Entries shown:
══════════════════════════════
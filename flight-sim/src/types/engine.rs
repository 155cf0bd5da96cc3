use std::time::Instant;

use logger::{Color, Logger};

use super::airport::{Airport, AirportId, AirportRegistry};
use super::clock::{AccelerationControl, SimulationClock};
use super::config::SimConfig;
use super::dataset::Dataset;
use super::flight::{Flight, FlightId};
use super::flight_status::FlightStatus;
use super::geo::GeoPoint;
use super::occupancy::{OccupancyEvent, OccupancyLedger};
use super::pick::{PickHit, PickIndex, PickTarget, Ray};
use super::reveal::{self, RevealedPaths};
use super::sim_error::SimError;
use super::transform::{Transform, TransformBuffer};

/// What changed during one tick.
#[derive(Debug, Clone, Default, PartialEq)]
pub struct TickReport {
    pub tick: usize,
    pub sim_time: f64,
    /// Flights whose path became visible this tick.
    pub newly_visible: Vec<FlightId>,
    pub segments_revealed: usize,
    /// Flights whose path finished revealing this tick.
    pub completed: Vec<FlightId>,
    pub occupancy: Vec<OccupancyEvent>,
    /// Flights en route after the tick.
    pub active: usize,
}

/// Descriptive fields of whatever a pick query hit.
#[derive(Debug, Clone, PartialEq)]
pub enum PickInfo {
    Flight {
        id: FlightId,
        flight_number: String,
        origin: GeoPoint,
        destination: GeoPoint,
        origin_label: String,
        destination_label: String,
        departure_label: String,
        start_offset: f64,
        duration: f64,
        arrival_offset: f64,
        progress: f64,
        status: FlightStatus,
        heading: f64,
        distance_km: f64,
    },
    Airport {
        id: AirportId,
        iata_code: String,
        name: String,
        country: String,
        location: GeoPoint,
        occupancy: i64,
    },
}

/// Owns the whole simulation: clock, flights, airports and the buffers the
/// renderer reads.
///
/// The render loop calls [`Engine::tick`] once per frame. Within a tick the
/// clock is read first, then every flight's reveal tracker and occupancy
/// transitions run, and the transform buffer is refreshed last.
pub struct Engine {
    clock: SimulationClock,
    flights: Vec<Flight>,
    airports: AirportRegistry,
    revealed: RevealedPaths,
    ledger: OccupancyLedger,
    transforms: TransformBuffer,
    pick_index: PickIndex,
    sim_time: f64,
    tick_count: usize,
    logger: Option<Logger>,
}

impl Engine {
    /// Builds every flight and airport from `dataset`.
    ///
    /// Airports come from the dataset's airport list plus any flight endpoint
    /// not already there. Each airport starts with one aircraft on the ground
    /// per flight departing from it.
    pub fn new(dataset: Dataset, config: SimConfig, started_at: Instant) -> Result<Self, SimError> {
        config.validate()?;
        if dataset.flights.is_empty() {
            return Err(SimError::EmptyDataset);
        }

        let mut airports = AirportRegistry::new();
        for record in &dataset.airports {
            airports.insert(
                &record.iata_code,
                &record.country,
                &record.name,
                record.location,
            );
        }

        let flights: Vec<Flight> = dataset
            .flights
            .into_iter()
            .enumerate()
            .map(|(index, plan)| {
                Flight::new(
                    FlightId(index),
                    plan.origin,
                    plan.destination,
                    plan.start_offset,
                    plan.metadata,
                    &config,
                )
            })
            .collect();

        for flight in &flights {
            let origin = airports.insert(
                &flight.metadata.origin_label,
                "",
                &flight.metadata.origin_label,
                flight.origin,
            );
            airports.insert(
                &flight.metadata.destination_label,
                "",
                &flight.metadata.destination_label,
                flight.destination,
            );
            airports.adjust_occupancy(origin, 1);
        }

        let acceleration = AccelerationControl::new(config.initial_acceleration)?;
        let flight_count = flights.len();

        Ok(Engine {
            clock: SimulationClock::new(started_at, acceleration),
            revealed: RevealedPaths::new(flight_count),
            ledger: OccupancyLedger::new(config.departure_epsilon),
            transforms: TransformBuffer::new(
                flight_count,
                config.path_altitude,
                config.lookahead_epsilon,
            ),
            pick_index: PickIndex {
                near: config.pick_near,
                far: config.pick_far,
                flight_radius: config.flight_bounding_radius,
                airport_radius: config.airport_marker_radius,
                airport_altitude: config.airport_altitude,
            },
            flights,
            airports,
            sim_time: 0.0,
            tick_count: 0,
            logger: None,
        })
    }

    /// Attaches a logger for simulation events.
    pub fn with_logger(mut self, logger: Logger) -> Self {
        let _ = logger.info(
            &format!(
                "Engine ready: {} flights, {} airports, acceleration x{}",
                self.flights.len(),
                self.airports.len(),
                self.clock.acceleration()
            ),
            Color::Cyan,
            false,
        );
        self.logger = Some(logger);
        self
    }

    /// Advances the simulation to the real instant `now`.
    pub fn tick(&mut self, now: Instant) -> TickReport {
        let sim_time = self.clock.advance(now);
        self.sim_time = sim_time;
        self.tick_count += 1;

        let mut report = TickReport {
            tick: self.tick_count,
            sim_time,
            ..TickReport::default()
        };

        for flight in self.flights.iter_mut() {
            let step = reveal::advance(flight, sim_time, &mut self.revealed);
            if step.became_visible {
                report.newly_visible.push(flight.id);
            }
            report.segments_revealed += step.newly_revealed.len();
            if step.completed {
                report.completed.push(flight.id);
            }

            let t = flight.progress(sim_time);
            self.ledger
                .update(flight, t, &mut self.airports, &mut report.occupancy);
        }

        report.active = self.transforms.update(&self.flights, sim_time);

        self.log_tick(&report);
        report
    }

    /// Changes the acceleration factor, banking the time elapsed up to `now`
    /// at the old factor. Invalid factors leave the clock untouched.
    pub fn set_acceleration(&mut self, factor: f64, now: Instant) -> Result<(), SimError> {
        match self.clock.set_acceleration(factor, now) {
            Ok(()) => {
                self.log_info(&format!("Acceleration set to x{}", factor));
                Ok(())
            }
            Err(e) => {
                self.log_warn(&format!("Rejected acceleration {}", factor));
                Err(e)
            }
        }
    }

    pub fn acceleration(&self) -> f64 {
        self.clock.acceleration()
    }

    /// Handle for controls living outside the tick loop.
    pub fn acceleration_control(&self) -> AccelerationControl {
        self.clock.acceleration_control()
    }

    pub fn pause(&mut self, now: Instant) {
        self.clock.pause(now);
        self.log_info("Simulation paused");
    }

    pub fn resume(&mut self, now: Instant) {
        self.clock.resume(now);
        self.log_info("Simulation resumed");
    }

    pub fn is_paused(&self) -> bool {
        self.clock.is_paused()
    }

    /// Simulation time reached by the last tick.
    pub fn sim_time(&self) -> f64 {
        self.sim_time
    }

    pub fn tick_count(&self) -> usize {
        self.tick_count
    }

    /// Transform slots indexed by [`FlightId`].
    pub fn current_transforms(&self) -> &[Transform] {
        self.transforms.slots()
    }

    pub fn transforms(&self) -> &TransformBuffer {
        &self.transforms
    }

    pub fn revealed_paths(&self) -> &RevealedPaths {
        &self.revealed
    }

    pub fn flights(&self) -> &[Flight] {
        &self.flights
    }

    pub fn flight(&self, id: FlightId) -> Result<&Flight, SimError> {
        self.flights
            .get(id.index())
            .ok_or(SimError::FlightNotFound(id.index()))
    }

    pub fn airports(&self) -> &AirportRegistry {
        &self.airports
    }

    pub fn airport(&self, id: AirportId) -> Result<&Airport, SimError> {
        self.airports.get(id)
    }

    /// Closest airport marker or en-route flight along `ray`.
    pub fn pick(&self, ray: &Ray) -> Option<PickHit> {
        self.pick_index.pick(ray, &self.transforms, &self.airports)
    }

    /// Descriptive fields of a pick hit, as of the last tick.
    pub fn describe(&self, hit: &PickHit) -> Result<PickInfo, SimError> {
        match hit.target {
            PickTarget::Flight(id) => {
                let flight = self.flight(id)?;
                Ok(PickInfo::Flight {
                    id,
                    flight_number: flight.metadata.flight_number.clone(),
                    origin: flight.origin,
                    destination: flight.destination,
                    origin_label: flight.metadata.origin_label.clone(),
                    destination_label: flight.metadata.destination_label.clone(),
                    departure_label: flight.metadata.departure_label.clone(),
                    start_offset: flight.start_offset,
                    duration: flight.duration(),
                    arrival_offset: flight.arrival_offset(),
                    progress: flight.progress(self.sim_time),
                    status: flight.status(),
                    heading: flight.heading(),
                    distance_km: flight.distance_km(),
                })
            }
            PickTarget::Airport(id) => {
                let airport = self.airport(id)?;
                Ok(PickInfo::Airport {
                    id,
                    iata_code: airport.iata_code.clone(),
                    name: airport.name.clone(),
                    country: airport.country.clone(),
                    location: airport.location,
                    occupancy: airport.occupancy(),
                })
            }
        }
    }

    /// Pick followed by describe.
    pub fn pick_info(&self, ray: &Ray) -> Option<PickInfo> {
        self.pick(ray).and_then(|hit| self.describe(&hit).ok())
    }

    fn log_tick(&self, report: &TickReport) {
        let Some(logger) = &self.logger else {
            return;
        };

        for event in &report.occupancy {
            let (verb, flight, airport) = match event {
                OccupancyEvent::Departure { flight, airport } => ("departed from", flight, airport),
                OccupancyEvent::Arrival { flight, airport } => ("arrived at", flight, airport),
            };
            let number = self
                .flights
                .get(flight.index())
                .map(|f| f.metadata.flight_number.as_str())
                .unwrap_or_default();

            match airport.and_then(|id| self.airports.get(id).ok()) {
                Some(airport) => {
                    let _ = logger.debug(&format!(
                        "[t={:.0}] Flight #{} {} {} {} (occupancy {})",
                        report.sim_time,
                        flight.index(),
                        number,
                        verb,
                        airport.iata_code,
                        airport.occupancy()
                    ));
                }
                None => {
                    let _ = logger.warn(
                        &format!(
                            "[t={:.0}] Flight #{} {} {} an unknown airport, occupancy not updated",
                            report.sim_time,
                            flight.index(),
                            number,
                            verb
                        ),
                        false,
                    );
                }
            }
        }

        if !report.completed.is_empty() {
            let _ = logger.debug(&format!(
                "[t={:.0}] {} path(s) fully revealed",
                report.sim_time,
                report.completed.len()
            ));
        }
    }

    fn log_info(&self, message: &str) {
        if let Some(logger) = &self.logger {
            let _ = logger.info(message, Color::Cyan, false);
        }
    }

    fn log_warn(&self, message: &str) {
        if let Some(logger) = &self.logger {
            let _ = logger.warn(message, false);
        }
    }
}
══════════════════════════════
Problem to solve:
Each line holding the word "Cyan" must be pulled from the records.

Result:
            Color::Cyan,
            let _ = logger.info(message, Color::Cyan, false);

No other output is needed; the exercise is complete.